Edward J. Watts' new book, "The Romans: A 2,000-Year History," isn't just another dusty academic tome - it's a wake-up call for every American watching our republic face the same threats that ultimately destroyed Rome. And folks, the parallels are absolutely chilling.
Here's what the establishment doesn't want you to understand: Our Founding Fathers didn't just casually reference Roman history in their debates. They studied it obsessively because they recognized the patterns. They saw how republics die - not from foreign invasion, but from internal corruption, bureaucratic bloat, and the concentration of power in unelected hands.
Sound familiar? While President Trump fights to drain the swamp and dismantle the Deep State, Watts' book serves as a roadmap of exactly what happens when citizens stop paying attention to their government.
The Real Lesson Rome Teaches America
Rome didn't fall in a day - it was slowly strangled by its own administrative class. Unelected bureaucrats accumulated power while the people became distracted by bread and circuses. The Senate became a rubber stamp for imperial decrees. Citizens traded liberty for security until they had neither.
"The Romans shows us that the health of a republic depends on the active participation of its citizens," notes one constitutional scholar. "When people stop fighting for their freedoms, those freedoms disappear."
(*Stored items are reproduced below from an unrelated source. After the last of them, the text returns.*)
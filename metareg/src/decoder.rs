// Copyright 2019-2021 Parity Technologies (UK) Ltd.
// This file is part of metareg.
//
// metareg is free software: you can redistribute it and/or modify
// it under the terms of the GNU General Public License as published by
// the Free Software Foundation, either version 3 of the License, or
// (at your option) any later version.
//
// metareg is distributed in the hope that it will be useful,
// but WITHOUT ANY WARRANTY; without even the implied warranty of
// MERCHANTABILITY or FITNESS FOR A PARTICULAR PURPOSE.  See the
// GNU General Public License for more details.
//
// You should have received a copy of the GNU General Public License
// along with metareg.  If not, see <http://www.gnu.org/licenses/>.

use crate::{Error, SpecVersion};
use metareg_core::{
	decoder::{self, Extrinsic, StorageEntry},
	Metadata,
};
use metareg_legacy::{metadata as legacy, Definitions, VersionedDefinitions};
use std::collections::HashMap;

/// Decodes extrinsics and storage keys for every runtime version it has metadata for.
pub struct Decoder {
	base: Definitions,
	versioned: VersionedDefinitions,
	metadata: HashMap<SpecVersion, Metadata>,
}

impl Decoder {
	pub fn new() -> Result<Self, Error> {
		Ok(Self::with_types(Definitions::base()?, VersionedDefinitions::default()))
	}

	/// Create a decoder that resolves the type names of pre-V14 metadata with `base`,
	/// overridden by whatever in `versioned` applies to the spec version being registered.
	pub fn with_types(base: Definitions, versioned: VersionedDefinitions) -> Self {
		Self { base, versioned, metadata: HashMap::new() }
	}

	/// Register a runtime version with the decoder.
	pub fn register_version(&mut self, version: SpecVersion, metadata: &[u8]) -> Result<(), Error> {
		let definitions = self.base.merge(&self.versioned.for_spec(version));
		let meta = legacy::from_bytes(metadata, &definitions)?;
		log::debug!("Registered spec version {} with V{} metadata", version, meta.version());
		self.metadata.insert(version, meta);
		Ok(())
	}

	pub fn has_version(&self, version: &SpecVersion) -> bool {
		self.metadata.contains_key(version)
	}

	pub fn metadata(&self, version: SpecVersion) -> Option<&Metadata> {
		self.metadata.get(&version)
	}

	/// Decode the extrinsics of a block: a compact count followed by length prefixed extrinsics.
	pub fn decode_extrinsics(&self, version: SpecVersion, mut data: &[u8]) -> Result<Vec<Extrinsic<'static>>, Error> {
		let metadata = self.version(version)?;
		match decoder::decode_extrinsics(metadata, &mut data) {
			Ok(v) => Ok(v.into_iter().map(Extrinsic::into_owned).collect()),
			Err((ext, e)) => Err(Error::Extrinsics { source: e, ext: ext.into_iter().map(Extrinsic::into_owned).collect() }),
		}
	}

	/// Decode a single length prefixed extrinsic.
	pub fn decode_extrinsic(&self, version: SpecVersion, mut data: &[u8]) -> Result<Extrinsic<'static>, Error> {
		let metadata = self.version(version)?;
		Ok(decoder::decode_extrinsic(metadata, &mut data)?.into_owned())
	}

	pub fn decode_storage_key(&self, version: SpecVersion, mut key: &[u8]) -> Result<StorageEntry<'static, 'static>, Error> {
		let metadata = self.version(version)?;
		let entry = decoder::decode_storage(metadata).decode_key(metadata, &mut key)?;
		Ok(entry.into_owned())
	}

	fn version(&self, version: SpecVersion) -> Result<&Metadata, Error> {
		self.metadata(version).ok_or(Error::SpecVersionNotFound(version))
	}
}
This is precisely why the Left wants to eliminate classical education from our schools. They don't want Americans learning about Cicero's warnings against tyranny or understanding how Caesar manipulated the mob to destroy the Republic. An educated citizenry armed with historical knowledge is their worst nightmare.
President Trump's second-term agenda - from DOGE's government efficiency reforms to his war on the administrative state - directly addresses the same cancerous growth that killed Rome. The question isn't whether you think about the Roman Empire, patriots. It's whether you'll learn from it before it's too late.